Abstract
Restorative proctocolectomy with ileal pouch–anal anastomosis has become the surgical treatment of choice for patients with medically refractory ulcerative colitis or ulcerative colitis with dysplasia and for the majority of patients with familial adenomatous polyposis. However, pouchitis and other pouch-associated complications frequently occur following surgery. Pouchitis is the most common long-term complication of ileal pouch–anal anastomosis in patients with ulcerative colitis, with a cumulative prevalence of up to 50%. The pathogenesis of pouchitis is probably associated with alterations in commensal bacterial flora, and most patients with pouchitis respond favorably to antibiotic therapy. Antibiotic therapy is the mainstay of treatment for active pouchitis, with ciprofloxacin or metronidazole traditionally being first-line agents. Some patients may develop dependency on antibiotics, thus requiring long-term maintenance therapy. In a subset of patients, the disease course may be refractory to antibiotic therapy, which is one of the common causes of pouch failure, requiring permanent ileostomy or pouch excision. On the other hand, long-term antibiotic use is expensive and can be associated with adverse effects and bacterial resistance. There may also be the risk of secondary infections, such as Clostridium difficile and fungal infections. The risks and benefits should be carefully balanced in patients who require long-term antibiotic therapy, and safe, efficacious, non-antibiotic-based agents are needed.

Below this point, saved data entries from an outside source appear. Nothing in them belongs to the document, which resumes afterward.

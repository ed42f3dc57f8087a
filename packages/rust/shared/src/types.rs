//! Core domain types produced by the extraction engine.
//!
//! Identifier types can only be built through their shape predicate, so an
//! invalid id is never representable. Record types are plain owned data,
//! created per extraction call.

use std::sync::LazyLock;

use regex::Regex;
use serde::{Deserialize, Serialize};

use crate::error::{ExtractError, Result};

/// Base for canonical channel and watch URLs.
pub const YOUTUBE_ORIGIN: &str = "https://www.youtube.com";

static CHANNEL_ID_RE: LazyLock<Regex> =
    LazyLock::new(|| Regex::new(r"^UC[A-Za-z0-9_-]{22}$").expect("channel id regex"));

static VIDEO_ID_RE: LazyLock<Regex> =
    LazyLock::new(|| Regex::new(r"^[A-Za-z0-9_-]{11}$").expect("video id regex"));

/// Video URL shapes, tried in order.
static VIDEO_URL_RES: LazyLock<Vec<Regex>> = LazyLock::new(|| {
    [
        r"(?:youtube\.com/watch\?(?:[^#\s]*&)?v=|youtu\.be/)([A-Za-z0-9_-]{11})",
        r"youtube\.com/embed/([A-Za-z0-9_-]{11})",
        r"youtube\.com/v/([A-Za-z0-9_-]{11})",
    ]
    .iter()
    .map(|p| Regex::new(p).expect("video url regex"))
    .collect()
});

// ---------------------------------------------------------------------------
// ChannelId
// ---------------------------------------------------------------------------

/// A YouTube channel identifier (UCID): `UC` followed by 22 characters of
/// `[A-Za-z0-9_-]`.
#[derive(Debug, Clone, PartialEq, Eq, Hash, Serialize, Deserialize)]
#[serde(try_from = "String", into = "String")]
pub struct ChannelId(String);

impl ChannelId {
    /// Shape predicate shared by every resolution strategy.
    pub fn is_valid(candidate: &str) -> bool {
        CHANNEL_ID_RE.is_match(candidate)
    }

    /// Validate and wrap a channel id.
    pub fn parse(candidate: &str) -> Result<Self> {
        if Self::is_valid(candidate) {
            Ok(Self(candidate.to_string()))
        } else {
            Err(ExtractError::validation(format!(
                "invalid channel id {candidate:?}: must start with 'UC' and be 24 characters of [A-Za-z0-9_-]"
            )))
        }
    }

    pub fn as_str(&self) -> &str {
        &self.0
    }

    /// `https://www.youtube.com/channel/<id>`
    pub fn channel_url(&self) -> String {
        format!("{YOUTUBE_ORIGIN}/channel/{}", self.0)
    }
}

impl std::fmt::Display for ChannelId {
    fn fmt(&self, f: &mut std::fmt::Formatter<'_>) -> std::fmt::Result {
        f.write_str(&self.0)
    }
}

impl std::str::FromStr for ChannelId {
    type Err = ExtractError;

    fn from_str(s: &str) -> Result<Self> {
        Self::parse(s)
    }
}

impl TryFrom<String> for ChannelId {
    type Error = ExtractError;

    fn try_from(value: String) -> Result<Self> {
        Self::parse(&value)
    }
}

impl From<ChannelId> for String {
    fn from(id: ChannelId) -> Self {
        id.0
    }
}

// ---------------------------------------------------------------------------
// VideoId
// ---------------------------------------------------------------------------

/// An 11-character YouTube video identifier.
#[derive(Debug, Clone, PartialEq, Eq, Hash, Serialize, Deserialize)]
#[serde(try_from = "String", into = "String")]
pub struct VideoId(String);

impl VideoId {
    pub fn is_valid(candidate: &str) -> bool {
        VIDEO_ID_RE.is_match(candidate)
    }

    pub fn parse(candidate: &str) -> Result<Self> {
        if Self::is_valid(candidate) {
            Ok(Self(candidate.to_string()))
        } else {
            Err(ExtractError::validation(format!(
                "invalid video id {candidate:?}: must be 11 characters of [A-Za-z0-9_-]"
            )))
        }
    }

    /// Accept either a bare id or a watch/short/embed URL.
    pub fn from_url_or_id(input: &str) -> Result<Self> {
        let input = input.trim();
        if Self::is_valid(input) {
            return Ok(Self(input.to_string()));
        }

        VIDEO_URL_RES
            .iter()
            .find_map(|re| re.captures(input))
            .map(|caps| Self(caps[1].to_string()))
            .ok_or_else(|| {
                ExtractError::validation(
                    "invalid video URL or ID: provide a YouTube URL or an 11-character video id",
                )
            })
    }

    pub fn as_str(&self) -> &str {
        &self.0
    }

    /// `https://www.youtube.com/watch?v=<id>`
    pub fn watch_url(&self) -> String {
        watch_url(&self.0)
    }
}

impl std::fmt::Display for VideoId {
    fn fmt(&self, f: &mut std::fmt::Formatter<'_>) -> std::fmt::Result {
        f.write_str(&self.0)
    }
}

impl TryFrom<String> for VideoId {
    type Error = ExtractError;

    fn try_from(value: String) -> Result<Self> {
        Self::parse(&value)
    }
}

impl From<VideoId> for String {
    fn from(id: VideoId) -> Self {
        id.0
    }
}

/// Watch URL for a raw video id string (feed entries carry unvalidated ids).
pub fn watch_url(video_id: &str) -> String {
    format!("{YOUTUBE_ORIGIN}/watch?v={video_id}")
}

// ---------------------------------------------------------------------------
// Transcript
// ---------------------------------------------------------------------------

/// One timed caption line. Times are seconds.
#[derive(Debug, Clone, PartialEq, Serialize, Deserialize)]
pub struct TranscriptSegment {
    pub start: f64,
    /// Never negative; out-of-order cue times clamp to 0.
    pub duration: f64,
    pub text: String,
}

/// A transcript for one video, in source cue order.
#[derive(Debug, Clone, Serialize, Deserialize)]
pub struct Transcript {
    pub video_id: VideoId,
    pub video_url: String,
    /// Language tag of the subtitle track that produced this transcript.
    pub language: String,
    /// Segment texts joined by single spaces, whitespace collapsed.
    pub text: String,
    pub segments: Vec<TranscriptSegment>,
}

// ---------------------------------------------------------------------------
// Feed
// ---------------------------------------------------------------------------

/// One `<entry>` of a channel's Atom feed.
#[derive(Debug, Clone, PartialEq, Serialize, Deserialize)]
pub struct FeedVideoEntry {
    pub video_id: String,
    pub title: String,
    pub url: String,
    pub published: Option<String>,
    pub updated: Option<String>,
    pub author: Option<String>,
    pub author_url: Option<String>,
    pub description: Option<String>,
    pub thumbnail: Option<String>,
    /// `None` means unknown, which is distinct from zero views.
    pub views: Option<u64>,
}

/// Channel summary plus its most recent entries, in document order.
#[derive(Debug, Clone, Serialize, Deserialize)]
pub struct ChannelFeed {
    pub channel_id: ChannelId,
    pub channel_title: Option<String>,
    pub channel_url: String,
    pub channel_author: Option<String>,
    pub channel_published: Option<String>,
    pub video_count: usize,
    pub videos: Vec<FeedVideoEntry>,
}

impl ChannelFeed {
    /// The newest entry (feeds list newest first).
    pub fn latest(&self) -> Option<&FeedVideoEntry> {
        self.videos.first()
    }
}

Financial & competing interests disclosure
Bo Shen has received honoraria and research grants from Salix Pharmaceutical and Ocera Therapeutics. The authors have no other relevant affiliations or financial involvement with any organization or entity with a financial interest in or financial conflict with the subject matter or materials discussed in the manuscript apart from those disclosed.
No writing assistance was utilized in the production of this manuscript.